§ Input records:

※

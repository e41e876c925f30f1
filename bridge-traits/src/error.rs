use thiserror::Error;

#[derive(Error, Debug)]
pub enum BridgeError {
    #[error("Media source not accessible: {0}")]
    SourceUnavailable(String),

    #[error("Bridge operation failed: {0}")]
    OperationFailed(String),

    #[error("IO error: {0}")]
    Io(#[from] std::io::Error),
}

pub type Result<T> = std::result::Result<T, BridgeError>;
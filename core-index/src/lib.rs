//! # Persisted Media Index
//!
//! Durable keyed collection of media records plus the single-row scan
//! metadata store, backed by SQLite via `sqlx`.
//!
//! The sync engine treats this crate as a black box with insert-or-replace
//! semantics keyed by item identity: repositories expose key lookup, bulk
//! listing, bulk write, and bulk delete, and nothing else.

pub mod db;
pub mod error;
pub mod models;
pub mod repositories;

pub use db::{create_pool, create_test_pool, DatabaseConfig};
pub use error::{IndexError, Result};
pub use models::{MediaRecord, ScanMetadata};
pub use repositories::{
    MediaRepository, ScanMetadataRepository, SqliteMediaRepository, SqliteScanMetadataRepository,
};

※

§ Work task: The line containing "and nothing else." and every line after it, through the last one above, should be written out word for word.

§ Task result:
//! listing, bulk write, and bulk delete, and nothing else.

pub mod db;
pub mod error;
pub mod models;
pub mod repositories;

pub use db::{create_pool, create_test_pool, DatabaseConfig};
pub use error::{IndexError, Result};
pub use models::{MediaRecord, ScanMetadata};
pub use repositories::{
    MediaRepository, ScanMetadataRepository, SqliteMediaRepository, SqliteScanMetadataRepository,
};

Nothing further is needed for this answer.